■ Task goal: In the records below, find the line with "TimerKind::SendAck => &mut" and the line with "pub fn armed(&self)". Print both exactly, along with every line between them, and no other line.

■ Entries supplied:
//! Connection timers
//!
//! A connection arms up to five independent one-shot timers. The platform
//! scheduler owns the clock; when a timer fires it re-enters the stack through
//! `ConnectionRegistry::handle_timer_expired` on the same serialized context
//! that delivers GATT events.

use serde::{Deserialize, Serialize};
use std::fmt;
use std::time::Duration;

use super::gatt::ConnectionObject;

/// The five timers a connection can arm
#[derive(Debug, Clone, Copy, PartialEq, Eq, Hash, Serialize, Deserialize)]
pub enum TimerKind {
    /// Bounds the initiator's whole handshake
    Connect,
    /// Bounds how long a responder waits for the rest of the handshake
    ReceiveConnection,
    /// Fires when the peer stops acknowledging fragments
    AckReceived,
    /// Forces out a standalone ack when no data fragment can carry it
    SendAck,
    /// Bounds graceful teardown while an unsubscribe is outstanding
    Unsubscribe,
}

impl TimerKind {
    pub const ALL: [TimerKind; 5] = [
        TimerKind::Connect,
        TimerKind::ReceiveConnection,
        TimerKind::AckReceived,
        TimerKind::SendAck,
        TimerKind::Unsubscribe,
    ];
}

impl fmt::Display for TimerKind {
    fn fmt(&self, f: &mut fmt::Formatter<'_>) -> fmt::Result {
        match self {
            TimerKind::Connect => write!(f, "connect"),
            TimerKind::ReceiveConnection => write!(f, "receive-connection"),
            TimerKind::AckReceived => write!(f, "ack-received"),
            TimerKind::SendAck => write!(f, "send-ack"),
            TimerKind::Unsubscribe => write!(f, "unsubscribe"),
        }
    }
}

/// Which timers are currently armed for one connection
#[derive(Debug, Clone, Copy, Default, PartialEq, Eq)]
pub struct ArmedTimers {
    pub connect: bool,
    pub receive_connection: bool,
    pub ack_received: bool,
    pub send_ack: bool,
    pub unsubscribe: bool,
}

impl ArmedTimers {
    pub fn is_armed(&self, kind: TimerKind) -> bool {
        match kind {
            TimerKind::Connect => self.connect,
            TimerKind::ReceiveConnection => self.receive_connection,
            TimerKind::AckReceived => self.ack_received,
            TimerKind::SendAck => self.send_ack,
            TimerKind::Unsubscribe => self.unsubscribe,
        }
    }

    pub fn set(&mut self, kind: TimerKind, armed: bool) {
        let slot = match kind {
            TimerKind::Connect => &mut self.connect,
            TimerKind::ReceiveConnection => &mut self.receive_connection,
            TimerKind::AckReceived => &mut self.ack_received,
            TimerKind::SendAck => &mut self.send_ack,
            TimerKind::Unsubscribe => &mut self.unsubscribe,
        };
        *slot = armed;
    }

    /// Iterate over the armed timers
    pub fn armed(&self) -> impl Iterator<Item = TimerKind> + '_ {
        TimerKind::ALL.into_iter().filter(|kind| self.is_armed(*kind))
    }
}

/// Platform timer service
pub trait TimerScheduler: Send {
    /// Arm a one-shot timer. Re-arming a running timer restarts it.
    fn start_timer(
        &mut self,
        connection: ConnectionObject,
        timer: TimerKind,
        after: Duration,
    ) -> bool;

    /// Cancel a timer; cancelling an idle timer is a no-op
    fn cancel_timer(&mut self, connection: ConnectionObject, timer: TimerKind);
}
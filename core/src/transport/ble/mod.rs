/// BLE Transport Protocol (BTP)
///
/// Reliable, ordered message delivery over a BLE GATT link with a small MTU.
///
/// - **codec**: fragmentation, reassembly and the 8-bit sequence/ack window
/// - **capabilities**: handshake messages negotiating version, fragment and window size
/// - **connection**: per-link state machine driving the codec through the GATT driver
/// - **registry**: maps platform links to connections and routes platform upcalls
/// - **gatt**: service/characteristic identifiers and the platform driver trait
/// - **timer**: the five connection timers and the platform scheduler trait
/// - **config**: local limits and timer durations
///
/// Platform code (Swift/Kotlin/BlueZ glue) owns the radio, the clock and the
/// GATT server; everything here is plain state and can be tested without BLE
/// hardware.

pub mod capabilities;
pub mod codec;
pub mod config;
pub mod connection;
pub mod gatt;
pub mod registry;
pub mod timer;

// Re-export commonly used types
pub use capabilities::{
    highest_supported_version, is_capabilities_request, CapabilitiesRequest,
    CapabilitiesResponse, BTP_PROTOCOL_VERSION,
};

pub use codec::{
    FragmentCodec, FragmentHeader, FramingState, HeaderFlags, ReceivedFragment, SequenceNumber,
    DEFAULT_FRAGMENT_SIZE, MAX_WINDOW_SIZE, MIN_FRAGMENT_SIZE,
};

pub use config::{BtpConfig, ConfigError};

pub use connection::{BtpDelegate, Connection, ConnectionState, Context, Role};

pub use gatt::{
    ConnectionObject, GattCharacteristic, GattDriver, BTP_INDICATE_CHARACTERISTIC_UUID,
    BTP_SERVICE_UUID, BTP_WRITE_CHARACTERISTIC_UUID,
};

pub use registry::ConnectionRegistry;

pub use timer::{ArmedTimers, TimerKind, TimerScheduler};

■ Response below:
            TimerKind::SendAck => &mut self.send_ack,
            TimerKind::Unsubscribe => &mut self.unsubscribe,
        };
        *slot = armed;
    }

    /// Iterate over the armed timers
    pub fn armed(&self) -> impl Iterator<Item = TimerKind> + '_ {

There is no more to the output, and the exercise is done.